While Philip Morris, manufacturer of Marlboro, stopped working with wholesalers that supply Long Island's Poospatuck Indian reservation -- the entity in the City's crosshairs -- back in 2008, an unnamed city official told the Post that Lorillard "consciously oversupplies" the Poospatucks "knowing full well bootleggers buy in bulk and then flood city neighborhoods with unstamped, cheap smokes."

Philip Morris ended its relationship with the Poospatucks when company investigators found one of its distributors, Mauro Pennisi Inc., delivering "millions of cigarettes" to "benches, trees, and light posts," according to a 2008 investigation by the Center for Public Integrity.



But Lorillard continues to insist that “Cigarette manufacturers should not be expected to police the trade in untaxed cigarettes," even though officials say fully 5% of "the national volume of Newports flows through the [Poospatuck] reservation."

Eric Proshansky says black market sales are "absolutely" part of Lorillard's marketing strategy.

"Newport is a big brand in New York City, and so this is a way of getting cheap cigarettes into the city," he tells the Post. "If cigarettes are expensive, people don't buy them."

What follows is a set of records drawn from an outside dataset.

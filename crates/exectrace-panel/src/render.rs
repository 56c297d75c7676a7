//! Incremental rendering of tracker snapshots.

use std::io::Write;

use chrono::{DateTime, Utc};
use exectrace_core::{format_payload, LogEntry, Tracker};

/// Tracks how far into the entry list rendering has progressed.
pub(crate) struct Renderer {
    cursor: usize,
    last_seen: Option<(u64, DateTime<Utc>)>,
    show_timestamps: bool,
}

impl Renderer {
    pub(crate) fn new(show_timestamps: bool) -> Self {
        Self {
            cursor: 0,
            last_seen: None,
            show_timestamps,
        }
    }

    /// Render every entry past the cursor and advance it. Write errors
    /// are swallowed; a broken target must not take the polling task
    /// down.
    pub(crate) fn render_new(&mut self, tracker: &Tracker, target: &mut dyn Write) {
        let entries = tracker.logs();
        self.realign(&entries);

        for entry in &entries[self.cursor..] {
            let _ = writeln!(target, "{}", self.format_entry(entry));
        }
        let _ = target.flush();

        self.cursor = entries.len();
        self.last_seen = entries.last().map(fingerprint);
    }

    // The cursor is positional so that a reset (which restarts ids) does
    // not hide entries. When the entry rendered last is no longer at the
    // remembered position, the list was cleared between polls; rewind and
    // render the survivors afresh.
    fn realign(&mut self, entries: &[LogEntry]) {
        if self.cursor == 0 {
            return;
        }
        if entries.get(self.cursor - 1).map(fingerprint) != self.last_seen {
            self.cursor = 0;
        }
    }

    fn format_entry(&self, entry: &LogEntry) -> String {
        let mut line = String::new();
        if self.show_timestamps {
            line.push_str(&entry.timestamp.format("%H:%M:%S%.3f ").to_string());
        }
        line.push_str(&format!("#{} [{}]", entry.id, entry.kind));
        if !entry.payload.is_empty() {
            line.push(' ');
            line.push_str(&format_payload(&entry.payload));
        }
        line.push_str(&format!(" ({})", entry.location));
        line
    }
}

fn fingerprint(entry: &LogEntry) -> (u64, DateTime<Utc>) {
    (entry.id, entry.timestamp)
}
//! Diagnostic output channel.
//!
//! Every recording operation mirrors a human-readable line onto a
//! [`DiagnosticSink`] in addition to storing the entry. The default sink
//! routes to `tracing`, so whatever subscriber the host installs decides
//! formatting and destination. Sinks must swallow their own failures:
//! recording is infallible from the caller's point of view.

use std::sync::Arc;

use parking_lot::Mutex;
use serde_json::Value;

use crate::entry::{format_payload, EntryKind};

/// Prefix shared by every tracing target this workspace emits on.
///
/// [`TrackerLayer`](crate::TrackerLayer) skips events under it, so a
/// tracker wired with both the layer and the [`TracingSink`] never
/// re-records its own diagnostics.
pub const TARGET_PREFIX: &str = "exectrace::";

/// Target used for the tracker's own tracing events.
pub const TRACING_TARGET: &str = "exectrace::tracker";

/// Where the tracker's diagnostic lines go.
///
/// Implementations are called outside the tracker's state lock and may
/// therefore call back into the tracker, though entries recorded from
/// inside a sink observe their own ordering.
pub trait DiagnosticSink: Send + Sync {
    /// A log or error entry was recorded.
    fn record(&self, kind: EntryKind, id: u64, location: &str, payload: &[Value]);

    /// A group was opened. Groups consume an id but store no entry.
    fn group_open(&self, id: u64, location: &str, label: &str, payload: &[Value]);

    /// The innermost open group was closed.
    fn group_close(&self);

    /// Free-form diagnostic line, used by location reporting.
    fn note(&self, message: &str);
}

/// Default sink: leveled `tracing` events under [`TRACING_TARGET`].
#[derive(Debug, Clone, Copy, Default)]
pub struct TracingSink;

impl DiagnosticSink for TracingSink {
    fn record(&self, kind: EntryKind, id: u64, location: &str, payload: &[Value]) {
        let message = format_payload(payload);
        match kind {
            EntryKind::Log => {
                tracing::info!(target: TRACING_TARGET, id, location, "{}", message);
            }
            EntryKind::Error => {
                tracing::error!(target: TRACING_TARGET, id, location, "{}", message);
            }
        }
    }

    fn group_open(&self, id: u64, location: &str, label: &str, payload: &[Value]) {
        tracing::info!(
            target: TRACING_TARGET,
            id,
            location,
            label,
            "{}",
            format_payload(payload)
        );
    }

    fn group_close(&self) {
        tracing::info!(target: TRACING_TARGET, "group closed");
    }

    fn note(&self, message: &str) {
        tracing::info!(target: TRACING_TARGET, "{}", message);
    }
}

/// Sink that keeps formatted lines in memory.
///
/// Cloning shares the underlying buffer. Used by tests to observe sink
/// traffic and by embedders that want to show tracker output somewhere a
/// subscriber cannot reach.
#[derive(Debug, Default, Clone)]
pub struct MemorySink {
    lines: Arc<Mutex<Vec<String>>>,
}

impl MemorySink {
    pub fn new() -> Self {
        Self::default()
    }

    /// Snapshot of all lines emitted so far.
    pub fn lines(&self) -> Vec<String> {
        self.lines.lock().clone()
    }

    fn push(&self, line: String) {
        self.lines.lock().push(line);
    }
}

impl DiagnosticSink for MemorySink {
    fn record(&self, kind: EntryKind, id: u64, location: &str, payload: &[Value]) {
        let mut line = format!("#{} [{}]", id, kind);
        if !payload.is_empty() {
            line.push(' ');
            line.push_str(&format_payload(payload));
        }
        line.push_str(&format!(" ({})", location));
        self.push(line);
    }

    fn group_open(&self, id: u64, location: &str, label: &str, payload: &[Value]) {
        let mut line = format!("#{} [group] {}", id, label);
        if !payload.is_empty() {
            line.push(' ');
            line.push_str(&format_payload(payload));
        }
        line.push_str(&format!(" ({})", location));
        self.push(line);
    }

    fn group_close(&self) {
        self.push("[group end]".to_string());
    }

    fn note(&self, message: &str) {
        self.push(message.to_string());
    }
}
//! Optional process-scoped tracker.
//!
//! Explicit construction and injection is the primary style. This module
//! is the opt-in ambient instance for hosts that want one tracker shared
//! across call sites without threading a handle through every layer.
//! Installation happens at most once per process.

use std::sync::OnceLock;

use crate::error::{Result, TrackError};
use crate::tracker::Tracker;

static TRACKER: OnceLock<Tracker> = OnceLock::new();

/// Install `tracker` as the process-scoped instance.
///
/// Call this early, before anything touches [`tracker()`]: a default
/// instance installed by a first [`tracker()`] call also counts as
/// initialized.
pub fn init(tracker: Tracker) -> Result<()> {
    TRACKER
        .set(tracker)
        .map_err(|_| TrackError::AlreadyInitialized)
}

/// The process-scoped tracker, if one has been installed.
pub fn try_tracker() -> Option<Tracker> {
    TRACKER.get().cloned()
}

/// The process-scoped tracker, installing a default-wired instance on
/// first use.
pub fn tracker() -> Tracker {
    TRACKER.get_or_init(Tracker::new).clone()
}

Proshansky says, "We have spoken to Lorillard on many occasions and asked them to stop supplying the Poospatucks, and they have refused."

However, Lorillard insists that the state and city, which lose a combined $420 million in uncollected taxes due to bootleg cigarettes, are to blame.

"New York has always had the power to shut down the trade in untaxed cigarettes on Native American reservations but has chosen not to do so," said company spokesman Gregg Perry.